Restate word for word each line of the data, starting at the one containing "let mut mem = Memtable::new();" and running through the last.

** Data provided follows **

//! # Engine - ForgeDB Storage Engine
//!
//! The central orchestrator that ties together the [`memtable`], [`wal`], and
//! [`sstable`] crates into a complete LSM-tree key-value store.
//!
//! ## Architecture
//!
//! ```text
//! Client
//!   |
//!   v
//! ┌───────────────────────────────────────────────┐
//! │                     DB                        │
//! │                                               │
//! │ write.rs → WAL append → Memtable insert       │
//! │              |                                │
//! │              |  (explicit flush)              │
//! │              v                                │
//! │           flush() → new SSTable               │
//! │              |        rename + WAL truncate   │
//! │              v                                │
//! │ read.rs → Memtable → SSTables newest-first    │
//! │            (Found / Deleted short-circuit)    │
//! └───────────────────────────────────────────────┘
//! ```
//!
//! ## On-disk layout
//!
//! ```text
//! <dir>/forge.wal          write-ahead log
//! <dir>/sst/NNNNNN.sst     immutable SSTables, six-digit decimal ids
//! <dir>/sst/NNNNNN.sst.tmp transient; removed at open, ignored otherwise
//! ```
//!
//! ## Crash Safety
//!
//! Every write is appended to the WAL **before** the Memtable update. A
//! flush publishes the SSTable via temp-file + rename, then resets the
//! Memtable, and only then truncates the WAL -- a crash anywhere in between
//! replays into state the new SSTable already covers.
//!
//! The engine is single-writer and synchronous: no background threads, no
//! compaction, no timers.

mod read;
mod recovery;
mod write;

use anyhow::{Context, Result};
use memtable::Memtable;
use std::path::{Path, PathBuf};
use wal::Wal;

/// Name of the write-ahead log file inside the store directory.
const WAL_FILE: &str = "forge.wal";

/// Name of the SSTable subdirectory inside the store directory.
const SST_DIR: &str = "sst";

/// An embedded, single-node, ordered key-value store.
///
/// # Write Path
///
/// 1. Append the record to the WAL (durability point).
/// 2. Apply the mutation to the in-memory Memtable.
///
/// # Read Path
///
/// 1. Check the Memtable (freshest data, includes tombstones).
/// 2. Check SSTables from newest to oldest; the first `Found` or `Deleted`
///    answer wins, so tombstones shadow older values.
///
/// # Recovery
///
/// [`Db::open`] replays the WAL into a fresh Memtable and scans the SSTable
/// directory, ordering tables newest-first by file id.
pub struct Db {
    pub(crate) mem: Memtable,
    /// Always `Some` while the store is open; taken during WAL truncation
    /// and on close.
    pub(crate) wal: Option<Wal>,
    pub(crate) wal_path: PathBuf,
    pub(crate) sst_dir: PathBuf,
    /// SSTable paths ordered newest-first.
    pub(crate) sstables: Vec<PathBuf>,
    /// Id for the next flushed SSTable. Ids increase monotonically and are
    /// never reused.
    pub(crate) next_id: u64,
}

impl Db {
    /// Opens (or creates) a store rooted at `dir`, replaying the WAL and
    /// discovering existing SSTables.
    ///
    /// # Errors
    ///
    /// Fails on directory creation, a corrupt WAL, or an unreadable SSTable
    /// directory. On failure all acquired file handles are released.
    pub fn open<P: AsRef<Path>>(dir: P) -> Result<Self> {
        let dir = dir.as_ref();
        std::fs::create_dir_all(dir)
            .with_context(|| format!("creating store directory {}", dir.display()))?;
        let sst_dir = dir.join(SST_DIR);
        std::fs::create_dir_all(&sst_dir)
            .with_context(|| format!("creating sstable directory {}", sst_dir.display()))?;

        recovery::remove_stale_tmp_files(&sst_dir);

        let wal_path = dir.join(WAL_FILE);
        let wal = Wal::open(&wal_path)
            .with_context(|| format!("opening wal {}", wal_path.display()))?;

        // Replay before accepting writes. An error here drops (and thereby
        // closes) the WAL handle.
        let mut mem = Memtable::new();
        recovery::replay_wal_into(&wal_path, &mut mem).context("replaying wal")?;

        let (sstables, next_id) = recovery::scan_sstables(&sst_dir)
            .with_context(|| format!("scanning {}", sst_dir.display()))?;

        tracing::debug!(
            replayed = mem.len(),
            sstables = sstables.len(),
            next_id,
            "store opened"
        );

        Ok(Self {
            mem,
            wal: Some(wal),
            wal_path,
            sst_dir,
            sstables,
            next_id,
        })
    }

    /// Flushes and closes the WAL handle.
    ///
    /// Pending memtable contents are *not* flushed to an SSTable; they are
    /// already durable in the WAL and will be replayed on the next open.
    pub fn close(mut self) -> Result<()> {
        if let Some(w) = self.wal.take() {
            w.close().context("closing wal")?;
        }
        Ok(())
    }

    /// Number of SSTables currently in the stack.
    #[must_use]
    pub fn sstable_count(&self) -> usize {
        self.sstables.len()
    }

    /// Number of entries (including tombstones) in the memtable.
    #[must_use]
    pub fn memtable_len(&self) -> usize {
        self.mem.len()
    }

    pub(crate) fn wal(&self) -> Result<&Wal> {
        self.wal
            .as_ref()
            .context("wal handle missing (store mid-truncation or closed)")
    }
}

impl std::fmt::Debug for Db {
    fn fmt(&self, f: &mut std::fmt::Formatter<'_>) -> std::fmt::Result {
        f.debug_struct("Db")
            .field("wal_path", &self.wal_path)
            .field("sst_dir", &self.sst_dir)
            .field("memtable_entries", &self.mem.len())
            .field("sstable_count", &self.sstables.len())
            .field("next_id", &self.next_id)
            .finish()
    }
}

#[cfg(test)]
mod tests;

** End of Data provided **

** Output for this exercise **
        let mut mem = Memtable::new();
        recovery::replay_wal_into(&wal_path, &mut mem).context("replaying wal")?;

        let (sstables, next_id) = recovery::scan_sstables(&sst_dir)
            .with_context(|| format!("scanning {}", sst_dir.display()))?;

        tracing::debug!(
            replayed = mem.len(),
            sstables = sstables.len(),
            next_id,
            "store opened"
        );

        Ok(Self {
            mem,
            wal: Some(wal),
            wal_path,
            sst_dir,
            sstables,
            next_id,
        })
    }

    /// Flushes and closes the WAL handle.
    ///
    /// Pending memtable contents are *not* flushed to an SSTable; they are
    /// already durable in the WAL and will be replayed on the next open.
    pub fn close(mut self) -> Result<()> {
        if let Some(w) = self.wal.take() {
            w.close().context("closing wal")?;
        }
        Ok(())
    }

    /// Number of SSTables currently in the stack.
    #[must_use]
    pub fn sstable_count(&self) -> usize {
        self.sstables.len()
    }

    /// Number of entries (including tombstones) in the memtable.
    #[must_use]
    pub fn memtable_len(&self) -> usize {
        self.mem.len()
    }

    pub(crate) fn wal(&self) -> Result<&Wal> {
        self.wal
            .as_ref()
            .context("wal handle missing (store mid-truncation or closed)")
    }
}

impl std::fmt::Debug for Db {
    fn fmt(&self, f: &mut std::fmt::Formatter<'_>) -> std::fmt::Result {
        f.debug_struct("Db")
            .field("wal_path", &self.wal_path)
            .field("sst_dir", &self.sst_dir)
            .field("memtable_entries", &self.mem.len())
            .field("sstable_count", &self.sstables.len())
            .field("next_id", &self.next_id)
            .finish()
    }
}

#[cfg(test)]
mod tests;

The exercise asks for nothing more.